- Renal artery. This includes: renovascular hypertension (see “Renal Arteries” section below) and insufficiency; mesenteric ischemia; post-transplant renal, pancreatic or hepatic ischemia; or arterial dissection. Stenting of renal arteries is covered only when angioplasty of the vessel would not suffice and after the patient has had a thorough medical evaluation and management of symptoms, and for whom surgical intervention is the likely alternative. In these situations, PTA and stent placement should be considered an alternative to surgery and not an addition to medical management.
- Lower extremity arteries (abdominal aorta, iliac, superficial femoral, subpopliteal arteries). This includes: lifestyle-limiting claudication, focal hemodynamically significant lesion, ischemic rest pain, non-healing tissue ulceration and focal gangrene. Peripheral vascular stenting is covered for symptomatic patients with occlusive disease of the arterial or venous system. Vascular stents are utilized either following a suboptimal or failed PTA, or as a planned adjunct to PTA (so-called primary stenting). When PTA of the vessel without stenting is not expected to or has not been sufficient to restore sufficient blood flow in symptomatic patients for whom surgery is the likely alternative, PTA with stent placement is indicated as an alternative to surgery – not simply an addition to medical management.
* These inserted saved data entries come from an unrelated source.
// SPDX-License-Identifier: BUSL-1.1
// Copyright (c) 2026 Alfred Jean LLC

//! Plan resolution
//!
//! Folds a changelog onto a base plan. Pure and deterministic: resolving the
//! same pair always yields the same tree, which is what makes restarts
//! idempotent.

use crate::changelog::{latest_by_phase, ChangelogEntry};
use crate::plan::{OperationPlan, PhaseId};

/// Current state of `base` given every entry recorded against it.
///
/// The latest entry per leaf phase sets its state, error and sequence;
/// phases without entries are `Unstarted`. Entries for other operations,
/// unknown phases or composite phases are ignored.
pub fn resolve_plan(base: &OperationPlan, changelog: &[ChangelogEntry]) -> OperationPlan {
    let mut plan = base.clone();
    plan.reset_states();

    let relevant: Vec<ChangelogEntry> = changelog
        .iter()
        .filter(|e| e.is_for(base))
        .cloned()
        .collect();

    for (id, entry) in latest_by_phase(&relevant) {
        let Some(phase) = plan.find_phase_mut(id) else {
            continue;
        };
        if !phase.is_leaf() {
            continue;
        }
        phase.state = entry.state;
        phase.error = entry.error.clone();
        phase.updated = Some(entry.created);
        phase.sequence = Some(entry.sequence);
    }

    plan.derive_composite_states();
    plan
}

/// Phase IDs referenced by the changelog that do not exist in the plan
pub fn unknown_phases(base: &OperationPlan, changelog: &[ChangelogEntry]) -> Vec<PhaseId> {
    let mut unknown: Vec<PhaseId> = changelog
        .iter()
        .filter(|e| e.is_for(base) && base.find_phase(&e.phase_id).is_none())
        .map(|e| e.phase_id.clone())
        .collect();
    unknown.sort();
    unknown.dedup();
    unknown
}

#[cfg(test)]
#[path = "resolve_tests.rs"]
mod tests;
// SPDX-License-Identifier: BUSL-1.1
// Copyright (c) 2026 Alfred Jean LLC

//! Finding the operation a command applies to

use crate::error::FsmError;
use orbit_core::{resolve_plan, Operation, OperationPlan};
use orbit_storage::Backend;

/// The most recent operation and its resolved plan.
///
/// Fails with a not-found error when there is no operation, or when the
/// operation was never given a plan.
pub fn get_operation_plan(backend: &impl Backend) -> Result<(Operation, OperationPlan), FsmError> {
    let operation = backend.get_last_operation().map_err(|e| {
        if e.is_not_found() {
            FsmError::OperationNotFound(None)
        } else {
            e.into()
        }
    })?;

    let base = backend
        .get_operation_plan(&operation.site_domain, &operation.id)
        .map_err(|e| {
            if e.is_not_found() {
                FsmError::PlanNotFound {
                    operation_type: operation.operation_type,
                }
            } else {
                e.into()
            }
        })?;
    let changelog = backend.get_operation_plan_changelog(&operation.site_domain, &operation.id)?;

    let plan = resolve_plan(&base, &changelog);
    Ok((operation, plan))
}

#[cfg(test)]
#[path = "lookup_tests.rs"]
mod tests;
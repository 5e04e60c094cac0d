// SPDX-License-Identifier: BUSL-1.1
// Copyright (c) 2026 Alfred Jean LLC

//! No-op runner for dry runs

use super::{CommandRunner, RunnerError};
use async_trait::async_trait;
use orbit_core::Server;
use tokio_util::sync::CancellationToken;

/// Runner that logs the command and reports success with no output
#[derive(Clone, Copy, Debug, Default)]
pub struct NoOpRunner;

impl NoOpRunner {
    pub fn new() -> Self {
        Self
    }
}

#[async_trait]
impl CommandRunner for NoOpRunner {
    async fn run(
        &self,
        cancel: &CancellationToken,
        span: &tracing::Span,
        target: &Server,
        args: &[String],
    ) -> Result<Vec<u8>, RunnerError> {
        if cancel.is_cancelled() {
            return Err(RunnerError::Cancelled {
                target: target.to_string(),
            });
        }
        span.in_scope(|| tracing::info!(node = %target, ?args, "skipping command (noop runner)"));
        Ok(Vec::new())
    }
}
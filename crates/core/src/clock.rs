// SPDX-License-Identifier: BUSL-1.1
// Copyright (c) 2026 Alfred Jean LLC

//! Clock abstraction for testable time handling

use chrono::{DateTime, TimeDelta, Utc};
use std::sync::{Arc, Mutex};
use std::time::Duration;

/// A clock that provides the current wall-clock time
pub trait Clock: Clone + Send + Sync {
    fn now(&self) -> DateTime<Utc>;
}

/// Real system clock
#[derive(Clone, Default)]
pub struct SystemClock;

impl Clock for SystemClock {
    fn now(&self) -> DateTime<Utc> {
        Utc::now()
    }
}

/// Fake clock for testing with controllable time
#[derive(Clone)]
pub struct FakeClock {
    current: Arc<Mutex<DateTime<Utc>>>,
}

impl FakeClock {
    /// Starts at a fixed point in time so timestamps are reproducible
    pub fn new() -> Self {
        let start = DateTime::from_timestamp(1_767_225_600, 0).unwrap_or_default();
        Self {
            current: Arc::new(Mutex::new(start)),
        }
    }

    /// Advance the clock by the given duration
    pub fn advance(&self, duration: Duration) {
        let delta = TimeDelta::from_std(duration).unwrap_or(TimeDelta::MAX);
        let mut current = self.current.lock().unwrap_or_else(|e| e.into_inner());
        *current = current.checked_add_signed(delta).unwrap_or(*current);
    }

    /// Move the clock backwards, simulating skew between nodes
    pub fn rewind(&self, duration: Duration) {
        let delta = TimeDelta::from_std(duration).unwrap_or(TimeDelta::MAX);
        let mut current = self.current.lock().unwrap_or_else(|e| e.into_inner());
        *current = current.checked_sub_signed(delta).unwrap_or(*current);
    }

    /// Set the clock to a specific time
    pub fn set(&self, time: DateTime<Utc>) {
        let mut current = self.current.lock().unwrap_or_else(|e| e.into_inner());
        *current = time;
    }
}

impl Default for FakeClock {
    fn default() -> Self {
        Self::new()
    }
}

impl Clock for FakeClock {
    fn now(&self) -> DateTime<Utc> {
        *self.current.lock().unwrap_or_else(|e| e.into_inner())
    }
}

#[cfg(test)]
#[path = "clock_tests.rs"]
mod tests;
- Hemodialysis access graft/fistula. This includes: stenosis, restenosis and occlusion.
- Superior vena cava. This includes: superior vena cava syndrome, post-radiation venous stenosis and congenital stenosis.
- Brachiocephalic arteries. This includes: subclavian steal syndrome, upper extremity claudication, ischemic rest pain of the arm and hand, non-healing tissue ulceration and focal gangrene.
- Iliac veins and inferior vena cava. Stenting in these areas should be rare and would be considered at the review level with supporting documentation.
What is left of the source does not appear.